use criterion::{black_box, criterion_group, criterion_main, Criterion, BenchmarkId, Throughput};
use crypto_playground::{
    AsymmetricCipher, DigestHasher, HashAlgorithm, KeyExchange, SignatureService, SymmetricCipher,
};

fn benchmark_symmetric(c: &mut Criterion) {
    let mut group = c.benchmark_group("symmetric");
    let cipher = SymmetricCipher::new();
    let keys = cipher.generate_keys().unwrap();

    group.bench_function("generate_keys", |b| {
        b.iter(|| black_box(cipher.generate_keys().unwrap()));
    });

    for size in [16, 256, 4096] {
        let text = "x".repeat(size);
        let encrypted = cipher.encrypt(&keys.key, &keys.iv, &text).unwrap();
        group.throughput(Throughput::Bytes(size as u64));

        group.bench_with_input(BenchmarkId::new("encrypt", size), &text, |b, text| {
            b.iter(|| black_box(cipher.encrypt(&keys.key, &keys.iv, text).unwrap()));
        });
        group.bench_with_input(BenchmarkId::new("decrypt", size), &encrypted, |b, encrypted| {
            b.iter(|| black_box(cipher.decrypt(&keys.key, &keys.iv, encrypted).unwrap()));
        });
    }

    group.finish();
}

fn benchmark_asymmetric(c: &mut Criterion) {
    let mut group = c.benchmark_group("asymmetric");
    let cipher = AsymmetricCipher::new();
    let pair = cipher.generate_keys().unwrap();
    let encrypted = cipher.encrypt(pair.public(), "benchmark").unwrap();

    group.bench_function("generate_keys", |b| {
        b.iter(|| black_box(cipher.generate_keys().unwrap()));
    });
    group.bench_function("encrypt", |b| {
        b.iter(|| black_box(cipher.encrypt(pair.public(), "benchmark").unwrap()));
    });
    group.bench_function("decrypt", |b| {
        b.iter(|| black_box(cipher.decrypt(pair.private(), &encrypted).unwrap()));
    });

    group.finish();
}

fn benchmark_hash(c: &mut Criterion) {
    let mut group = c.benchmark_group("hash");
    let hasher = DigestHasher::new();
    let text = "x".repeat(1024);
    group.throughput(Throughput::Bytes(text.len() as u64));

    for algorithm in HashAlgorithm::ALL {
        group.bench_with_input(BenchmarkId::new("digest", algorithm.name()), &text, |b, text| {
            b.iter(|| black_box(hasher.digest(algorithm, text).unwrap()));
        });
    }

    group.finish();
}

fn benchmark_key_exchange(c: &mut Criterion) {
    let mut group = c.benchmark_group("key_exchange");
    let exchange = KeyExchange::new();
    let alice = exchange.generate_keys().unwrap();
    let bob = exchange.generate_keys().unwrap();

    group.bench_function("generate_keys", |b| {
        b.iter(|| black_box(exchange.generate_keys().unwrap()));
    });
    group.bench_function("derive", |b| {
        b.iter(|| black_box(exchange.derive(bob.public(), alice.private()).unwrap()));
    });

    group.finish();
}

fn benchmark_signature(c: &mut Criterion) {
    let mut group = c.benchmark_group("signature");
    let service = SignatureService::new();
    let pair = service.generate_keys().unwrap();
    let signature = service.sign(pair.private(), "abc").unwrap();

    group.bench_function("sign", |b| {
        b.iter(|| black_box(service.sign(pair.private(), "abc").unwrap()));
    });
    group.bench_function("verify", |b| {
        b.iter(|| black_box(service.verify(pair.public(), "abc", &signature).unwrap()));
    });

    group.finish();
}

criterion_group!(
    name = benches;
    config = Criterion::default().sample_size(10);
    targets = benchmark_symmetric, benchmark_asymmetric, benchmark_hash, benchmark_key_exchange, benchmark_signature
);
criterion_main!(benches);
- - - - - - -
## WHAT YOU HAVE TO DO
Each line from the one containing "let pair = service.generate_keys().unwrap();" through the final line of the records must be repeated exactly, with no line added or dropped.

## EXERCISE OUTPUT
    let pair = service.generate_keys().unwrap();
    let signature = service.sign(pair.private(), "abc").unwrap();

    group.bench_function("sign", |b| {
        b.iter(|| black_box(service.sign(pair.private(), "abc").unwrap()));
    });
    group.bench_function("verify", |b| {
        b.iter(|| black_box(service.verify(pair.public(), "abc", &signature).unwrap()));
    });

    group.finish();
}

criterion_group!(
    name = benches;
    config = Criterion::default().sample_size(10);
    targets = benchmark_symmetric, benchmark_asymmetric, benchmark_hash, benchmark_key_exchange, benchmark_signature
);
criterion_main!(benches);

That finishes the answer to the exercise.